Failure to Implement Timely Interventions to Prevent Facility-Acquired Pressure Ulcer
Penalty
Summary
The deficiency involves the facility’s failure to initiate timely and adequate interventions to prevent the development and progression of a pressure ulcer for Resident 27, who was identified as at risk for pressure ulcer development. The resident had multiple diagnoses including diabetes mellitus, osteoarthritis, heart failure, and muscle weakness, and had a BIMS score of five indicating severely impaired cognition. Assessments documented that the resident required extensive assistance of one to two staff for bed mobility, personal hygiene, dressing, repositioning, and transfers, and that she had a urinary catheter for constant urinary retention and incontinence. The MDS and care plans identified the resident as at risk for skin impairment, with a history of refusing to lie down to relieve pressure from the buttocks, and indicated she was on a turning/repositioning program with nutritional or hydration interventions and a pressure-reducing device in her chair. A Braden Scale score of 16 further indicated risk for pressure ulcer development. Despite these identified risks and care plan directives, the resident developed a facility-acquired Stage 2 pressure ulcer on the left buttocks.
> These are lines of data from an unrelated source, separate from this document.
//! DataSet manager: fetch state of a single keyed record.
//!
//! A detail view (one block, one namespace) shows a record fetched by key.
//! The view can switch keys faster than the node answers, so the manager
//! commits a result only if it answers the most recently requested key
//! (last-request-wins). Earlier results are discarded silently.
//!
//! # Example
//!
//! ```ignore
//! let info = DataSet::new("info", move |height: u64| sdk.block_info(height));
//!
//! info.fetch(100).await;
//! let state = info.snapshot().await;
//! if state.error {
//!     // show a retry affordance; retrying is a new `fetch`
//! }
//! ```

use crate::{EffectHandle, Store};
use explorer_state_core::{
    FetchError, FetchState, Fetcher, SmallVec, effect::Effect, reducer::Reducer, smallvec,
};
use futures::future::BoxFuture;
use std::fmt;
use std::marker::PhantomData;
use std::sync::Arc;
use tokio::sync::watch;

/// Caller-supplied handler invoked with a fetch failure.
pub type ErrorHandler = Arc<dyn Fn(&FetchError) + Send + Sync>;

/// DataSet behavior switches.
#[derive(Debug, Clone, Copy, Default, PartialEq, Eq)]
pub struct DataSetConfig {
    /// Skip the fetch when the key equals the last completed key and the
    /// state holds data without error.
    pub cache_completed: bool,
}

impl DataSetConfig {
    /// Enable or disable the completed-key cache.
    #[must_use]
    pub const fn with_cache_completed(mut self, cache_completed: bool) -> Self {
        self.cache_completed = cache_completed;
        self
    }
}

/// State of a DataSet.
#[derive(Debug, Clone)]
pub struct DataSetState<K, T> {
    /// `{ data, loading, error }` of the record
    pub fetch: FetchState<T>,
    /// Key of the most recently requested fetch
    pub requested_key: Option<K>,
    /// Key whose result is currently committed
    pub completed_key: Option<K>,
    /// Error of the last accepted fetch, if it failed
    pub last_error: Option<FetchError>,
    request_id: u64,
}

impl<K, T> DataSetState<K, T> {
    /// Identifier of the most recent request (monotonic, survives `Clear`).
    #[must_use]
    pub const fn request_id(&self) -> u64 {
        self.request_id
    }
}

impl<K, T> Default for DataSetState<K, T> {
    fn default() -> Self {
        Self {
            fetch: FetchState::empty(),
            requested_key: None,
            completed_key: None,
            last_error: None,
            request_id: 0,
        }
    }
}

/// Inputs of the DataSet reducer.
pub enum DataSetAction<K, T> {
    /// Request the record for `key`
    Fetch {
        /// Record key
        key: K,
        /// Extra handler for a failure of this request
        on_error: Option<ErrorHandler>,
    },
    /// A fetch finished (fed back by the fetch effect)
    Settled {
        /// Request this result answers
        request_id: u64,
        /// Key that was fetched
        key: K,
        /// Outcome of the fetch
        result: Result<T, FetchError>,
        /// Handler carried over from the request
        on_error: Option<ErrorHandler>,
    },
    /// Reset to the empty state and invalidate in-flight requests
    Clear,
}

impl<K: fmt::Debug, T> fmt::Debug for DataSetAction<K, T> {
    fn fmt(&self, f: &mut fmt::Formatter<'_>) -> fmt::Result {
        match self {
            Self::Fetch { key, on_error } => f
                .debug_struct("Fetch")
                .field("key", key)
                .field("on_error", &on_error.is_some())
                .finish(),
            Self::Settled {
                request_id,
                key,
                result,
                ..
            } => f
                .debug_struct("Settled")
                .field("request_id", request_id)
                .field("key", key)
                .field("ok", &result.is_ok())
                .finish(),
            Self::Clear => write!(f, "Clear"),
        }
    }
}

/// Collaborators of the DataSet reducer.
pub struct DataSetEnvironment<K, T> {
    /// Manager name for logs and metrics
    pub name: &'static str,
    /// Remote data source
    pub fetcher: Arc<dyn Fetcher<K, T>>,
    /// Behavior switches
    pub config: DataSetConfig,
}

/// Reducer implementing fetch bookkeeping for one record.
pub struct DataSetReducer<K, T>(PhantomData<fn() -> (K, T)>);

impl<K, T> DataSetReducer<K, T> {
    /// Create the reducer.
    #[must_use]
    pub const fn new() -> Self {
        Self(PhantomData)
    }
}

impl<K, T> Default for DataSetReducer<K, T> {
    fn default() -> Self {
        Self::new()
    }
}

impl<K, T> Reducer for DataSetReducer<K, T>
where
    K: Clone + PartialEq + fmt::Debug + Send + 'static,
    T: Send + 'static,
{
    type State = DataSetState<K, T>;
    type Action = DataSetAction<K, T>;
    type Environment = DataSetEnvironment<K, T>;

    fn reduce(
        &self,
        state: &mut Self::State,
        action: Self::Action,
        env: &Self::Environment,
    ) -> SmallVec<[Effect<Self::Action>; 4]> {
        match action {
            DataSetAction::Fetch { key, on_error } => {
                let in_flight_elsewhere = state.requested_key != state.completed_key;
                if env.config.cache_completed
                    && !in_flight_elsewhere
                    && state.fetch.is_ready()
                    && state.completed_key.as_ref() == Some(&key)
                {
                    tracing::debug!(dataset = env.name, ?key, "Cache hit, skipping fetch");
                    return smallvec![Effect::None];
                }

                state.request_id += 1;
                state.requested_key = Some(key.clone());
                state.fetch.begin();

                metrics::counter!(crate::metrics::FETCHES_TOTAL, "manager" => env.name)
                    .increment(1);

                let request_id = state.request_id;
                let request = env.fetcher.fetch(key.clone());
                smallvec![Effect::future(async move {
                    let result = request.await;
                    Some(DataSetAction::Settled {
                        request_id,
                        key,
                        result,
                        on_error,
                    })
                })]
            },
            DataSetAction::Settled {
                request_id,
                key,
                result,
                on_error,
            } => {
                if request_id != state.request_id {
                    tracing::debug!(
                        dataset = env.name,
                        ?key,
                        request_id,
                        latest = state.request_id,
                        "Discarding stale result"
                    );
                    metrics::counter!(crate::metrics::STALE_DISCARDS_TOTAL, "manager" => env.name)
                        .increment(1);
                    return smallvec![Effect::None];
                }

                match result {
                    Ok(data) => {
                        state.fetch.succeed(data);
                        state.completed_key = Some(key);
                        state.last_error = None;
                        smallvec![Effect::None]
                    },
                    Err(error) => {
                        tracing::warn!(dataset = env.name, ?key, %error, "Fetch failed");
                        metrics::counter!(crate::metrics::FETCH_FAILURES_TOTAL, "manager" => env.name)
                            .increment(1);

                        state.fetch.fail();
                        state.completed_key = None;
                        state.last_error = Some(error.clone());

                        match on_error {
                            Some(handler) => smallvec![Effect::future(async move {
                                handler(&error);
                                None
                            })],
                            None => smallvec![Effect::None],
                        }
                    },
                }
            },
            DataSetAction::Clear => {
                let request_id = state.request_id;
                *state = DataSetState {
                    request_id: request_id + 1,
                    ..DataSetState::default()
                };
                smallvec![Effect::None]
            },
        }
    }
}

type DataSetStore<K, T> =
    Store<DataSetState<K, T>, DataSetAction<K, T>, DataSetEnvironment<K, T>, DataSetReducer<K, T>>;

/// Fetch-state manager for a single keyed record.
///
/// Cloning yields another handle to the same state.
pub struct DataSet<K, T> {
    store: DataSetStore<K, T>,
}

impl<K, T> Clone for DataSet<K, T> {
    fn clone(&self) -> Self {
        Self {
            store: self.store.clone(),
        }
    }
}

impl<K, T> DataSet<K, T>
where
    K: Clone + PartialEq + fmt::Debug + Send + Sync + 'static,
    T: Clone + Send + Sync + 'static,
{
    /// Create an empty DataSet over `fetcher` with the default configuration.
    pub fn new(name: &'static str, fetcher: impl Fetcher<K, T>) -> Self {
        Self::with_config(name, fetcher, DataSetConfig::default())
    }

    /// Create an empty DataSet with an explicit configuration.
    pub fn with_config(
        name: &'static str,
        fetcher: impl Fetcher<K, T>,
        config: DataSetConfig,
    ) -> Self {
        let environment = DataSetEnvironment {
            name,
            fetcher: Arc::new(fetcher),
            config,
        };

        Self {
            store: Store::new(
                name,
                DataSetState::default(),
                DataSetReducer::new(),
                environment,
            ),
        }
    }

    /// Manager name.
    #[must_use]
    pub fn name(&self) -> &'static str {
        self.store.name()
    }

    /// Fetch the record for `key` and wait until the result is committed or
    /// discarded. Failures only set the `error` flag.
    pub async fn fetch(&self, key: K) {
        self.request(key, None).await.wait().await;
    }

    /// Like [`DataSet::fetch`], additionally invoking `handler` if this
    /// request fails and its result is still current.
    pub async fn fetch_with_handler<H>(&self, key: K, handler: H)
    where
        H: Fn(&FetchError) + Send + Sync + 'static,
    {
        self.request(key, Some(Arc::new(handler))).await.wait().await;
    }

    /// Issue a fetch without waiting for it to settle.
    pub async fn request(&self, key: K, on_error: Option<ErrorHandler>) -> EffectHandle {
        self.store.send(DataSetAction::Fetch { key, on_error }).await
    }

    /// Reset to the empty state. Results still in flight are discarded.
    pub async fn clear(&self) {
        let _ = self.store.send(DataSetAction::Clear).await;
    }

    /// Current `{ data, loading, error }`.
    pub async fn snapshot(&self) -> FetchState<T> {
        self.store.state(|s| s.fetch.clone()).await
    }

    /// The committed record.
    pub async fn data(&self) -> Option<T> {
        self.store.state(|s| s.fetch.data.clone()).await
    }

    /// Whether a fetch is in flight.
    pub async fn loading(&self) -> bool {
        self.store.state(|s| s.fetch.loading).await
    }

    /// Whether the last accepted fetch failed.
    pub async fn error(&self) -> bool {
        self.store.state(|s| s.fetch.error).await
    }

    /// Error of the last accepted fetch.
    pub async fn last_error(&self) -> Option<FetchError> {
        self.store.state(|s| s.last_error.clone()).await
    }

    /// Key of the most recent request.
    pub async fn requested_key(&self) -> Option<K> {
        self.store.state(|s| s.requested_key.clone()).await
    }

    /// Observe state changes.
    #[must_use]
    pub fn subscribe_changes(&self) -> watch::Receiver<u64> {
        self.store.subscribe_changes()
    }
}

impl<K, T> crate::composition::Clearable for DataSet<K, T>
where
    K: Clone + PartialEq + fmt::Debug + Send + Sync + 'static,
    T: Clone + Send + Sync + 'static,
{
    fn manager_name(&self) -> &'static str {
        self.name()
    }

    fn clear(&self) -> BoxFuture<'_, ()> {
        Box::pin(DataSet::clear(self))
    }
}
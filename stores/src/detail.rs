//! Entity detail view shared by namespaces and mosaics.
//!
//! A detail view shows one entity at a time: its info record plus three
//! lists keyed by the entity id (metadata, balance-transfer receipts,
//! artifact-expiry receipts). Opening another entity tears the previous view
//! down first.

use crate::records::{MetadataEntry, Receipt};
use explorer_state_core::{Fetcher, KeySelector, PageFetcher};
use explorer_state_runtime::composition::{Clearable, clear_all};
use explorer_state_runtime::{DataSet, DataSetConfig, EffectHandle, Pagination, PaginationConfig};
use futures::future::{BoxFuture, join_all};
use tokio::sync::{Mutex, watch};

/// Manager names of one detail view, for logs and metrics.
#[derive(Debug, Clone, Copy)]
pub struct DetailNames {
    /// Info DataSet
    pub info: &'static str,
    /// Metadata list
    pub metadata: &'static str,
    /// Balance-transfer receipt list
    pub balance_transfers: &'static str,
    /// Artifact-expiry receipt list
    pub artifact_expiries: &'static str,
}

/// Receipt list keyed by an entity id.
pub type ReceiptList = Pagination<Receipt, String, (), String>;

/// Metadata list keyed by an entity id.
pub type MetadataList = Pagination<MetadataEntry, String, (), String>;

/// Detail view of one entity with info record `I`.
pub struct EntityDetail<I> {
    current: watch::Sender<Option<String>>,
    /// Held while the view is reset and its requests are issued
    opening: Mutex<()>,
    info: DataSet<String, I>,
    metadata: MetadataList,
    balance_transfers: ReceiptList,
    artifact_expiries: ReceiptList,
}

impl<I> EntityDetail<I>
where
    I: Clone + Send + Sync + 'static,
{
    /// Build the view's managers.
    pub fn new(
        names: DetailNames,
        info: impl Fetcher<String, I>,
        metadata: impl PageFetcher<MetadataEntry, (), String>,
        balance_transfers: impl PageFetcher<Receipt, (), String>,
        artifact_expiries: impl PageFetcher<Receipt, (), String>,
        page_size: u32,
        dataset: DataSetConfig,
    ) -> Self {
        let by_id = KeySelector::new("id", |receipt: &Receipt| receipt.id.clone());
        Self {
            current: watch::Sender::new(None),
            opening: Mutex::new(()),
            info: DataSet::with_config(names.info, info, dataset),
            metadata: Pagination::new(
                names.metadata,
                metadata,
                KeySelector::new("composite_hash", |entry: &MetadataEntry| {
                    entry.composite_hash.clone()
                }),
                PaginationConfig::new(page_size),
            ),
            balance_transfers: Pagination::new(
                names.balance_transfers,
                balance_transfers,
                by_id.clone(),
                PaginationConfig::new(page_size),
            ),
            artifact_expiries: Pagination::new(
                names.artifact_expiries,
                artifact_expiries,
                by_id,
                PaginationConfig::new(page_size),
            ),
        }
    }

    /// Show entity `id`: tear down the previous view, record `id`, then load
    /// the info record and the first page of every list concurrently.
    ///
    /// Overlapping opens issue their requests one open at a time, so every
    /// manager ends up on the entity of the last open.
    #[tracing::instrument(skip(self), fields(manager = self.info.name()))]
    pub async fn open(&self, id: String) {
        let mut pending: [EffectHandle; 4] = {
            let _opening = self.opening.lock().await;
            self.reset().await;
            self.current.send_replace(Some(id.clone()));
            [
                self.info.request(id.clone(), None).await,
                self.metadata.request_initial_fetch(id.clone()).await,
                self.balance_transfers.request_initial_fetch(id.clone()).await,
                self.artifact_expiries.request_initial_fetch(id).await,
            ]
        };
        join_all(pending.iter_mut().map(|handle| handle.wait())).await;
    }

    /// Empty every manager and forget the current entity.
    pub async fn clear(&self) {
        let _opening = self.opening.lock().await;
        self.reset().await;
    }

    async fn reset(&self) {
        self.current.send_replace(None);
        clear_all(&[
            &self.info,
            &self.metadata,
            &self.balance_transfers,
            &self.artifact_expiries,
        ])
        .await;
    }

    /// Id of the entity on display.
    #[must_use]
    pub fn current(&self) -> Option<String> {
        self.current.borrow().clone()
    }

    /// Observe changes of the entity on display.
    #[must_use]
    pub fn watch_current(&self) -> watch::Receiver<Option<String>> {
        self.current.subscribe()
    }

    /// Info record of the entity on display.
    #[must_use]
    pub const fn info(&self) -> &DataSet<String, I> {
        &self.info
    }

    /// Metadata entries of the entity on display.
    #[must_use]
    pub const fn metadata(&self) -> &MetadataList {
        &self.metadata
    }

    /// Rental fee receipts of the entity on display.
    #[must_use]
    pub const fn balance_transfers(&self) -> &ReceiptList {
        &self.balance_transfers
    }

    /// Expiry receipts of the entity on display.
    #[must_use]
    pub const fn artifact_expiries(&self) -> &ReceiptList {
        &self.artifact_expiries
    }
}

impl<I> Clearable for EntityDetail<I>
where
    I: Clone + Send + Sync + 'static,
{
    fn manager_name(&self) -> &'static str {
        self.info.name()
    }

    fn clear(&self) -> BoxFuture<'_, ()> {
        Box::pin(EntityDetail::clear(self))
    }
}
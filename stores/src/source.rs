//! Data source seams.
//!
//! Each trait is the slice of the node client one store module needs. The
//! client itself is out of scope; tests implement these traits over in-memory
//! fixtures.
//!
//! Entity ids are passed as strings: hex ids for mosaics, hex ids or dotted
//! names for namespaces.

use crate::records::{
    Block, BlockInfo, BlockReceipts, ChainInfo, MetadataEntry, Mosaic, MosaicInfo, Namespace,
    NamespaceFilter, NamespaceInfo, Receipt, ReceiptKind, Transaction, TransactionFilter,
};
use explorer_state_core::{FetchFuture, Page, PageInfo};

/// Chain-wide information.
pub trait ChainSource: Send + Sync + 'static {
    /// Current chain counters.
    fn chain_info(&self) -> FetchFuture<ChainInfo>;
}

/// Blocks and their content.
pub trait BlockSource: Send + Sync + 'static {
    /// Block timeline, newest first.
    fn block_list(&self, page: PageInfo) -> FetchFuture<Page<Block>>;

    /// Header of the block at `height`, in the same shape as timeline items.
    fn block_by_height(&self, height: u64) -> FetchFuture<Block>;

    /// Full details of the block at `height`.
    fn block_info(&self, height: u64) -> FetchFuture<BlockInfo>;

    /// Resolution statements of the block at `height`.
    fn block_receipts_info(&self, height: u64) -> FetchFuture<BlockReceipts>;

    /// Transactions confirmed in the block at `height`.
    fn block_transactions(
        &self,
        page: PageInfo,
        filter: TransactionFilter,
        height: u64,
    ) -> FetchFuture<Page<Transaction>>;

    /// Receipts of one group emitted in the block at `height`.
    fn block_receipts(
        &self,
        page: PageInfo,
        kind: ReceiptKind,
        height: u64,
    ) -> FetchFuture<Page<Receipt>>;
}

/// Namespaces and their detail lists.
pub trait NamespaceSource: Send + Sync + 'static {
    /// Namespace list, newest registrations first.
    fn namespace_list(
        &self,
        page: PageInfo,
        filter: NamespaceFilter,
    ) -> FetchFuture<Page<Namespace>>;

    /// Details of one namespace.
    fn namespace_info(&self, id: String) -> FetchFuture<NamespaceInfo>;

    /// Metadata attached to the namespace.
    fn namespace_metadata(&self, page: PageInfo, id: String) -> FetchFuture<Page<MetadataEntry>>;

    /// Rental fee receipts paid for the namespace.
    fn namespace_balance_transfers(&self, page: PageInfo, id: String)
    -> FetchFuture<Page<Receipt>>;

    /// Expiry and deletion receipts of the namespace.
    fn namespace_artifact_expiries(&self, page: PageInfo, id: String)
    -> FetchFuture<Page<Receipt>>;
}

/// Mosaics and their detail lists.
pub trait MosaicSource: Send + Sync + 'static {
    /// Mosaic list, newest first.
    fn mosaic_list(&self, page: PageInfo) -> FetchFuture<Page<Mosaic>>;

    /// Details of one mosaic.
    fn mosaic_info(&self, id: String) -> FetchFuture<MosaicInfo>;

    /// Metadata attached to the mosaic.
    fn mosaic_metadata(&self, page: PageInfo, id: String) -> FetchFuture<Page<MetadataEntry>>;

    /// Rental fee receipts paid for the mosaic.
    fn mosaic_balance_transfers(&self, page: PageInfo, id: String) -> FetchFuture<Page<Receipt>>;

    /// Expiry receipts of the mosaic.
    fn mosaic_artifact_expiries(&self, page: PageInfo, id: String) -> FetchFuture<Page<Receipt>>;
}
Weekly wound assessments documented the presence and progression of an open area on the left buttocks, with measurements changing over time, including a lateral opening measuring 2.0 cm by 1.0 cm and later a left inner buttocks wound measuring 3.0 cm by 2.0 cm by 0.5 cm depth, and then 2.0 cm by 3.5 cm by 0.8 cm depth. The record noted that the resident became less mobile after sustaining a left 5th metatarsal fracture requiring a walking boot, and that she was incontinent and preferred to sit in a recliner and wheelchair rather than sleep in bed. The facility’s own Wound Assessment, Prevention and Treatment policy required timely skin assessments, Braden evaluations, and immediate implementation of plans to reduce pressure ulcer risk, but the development of a facility-acquired pressure ulcer under these known risk conditions demonstrated that timely preventive interventions were not effectively implemented.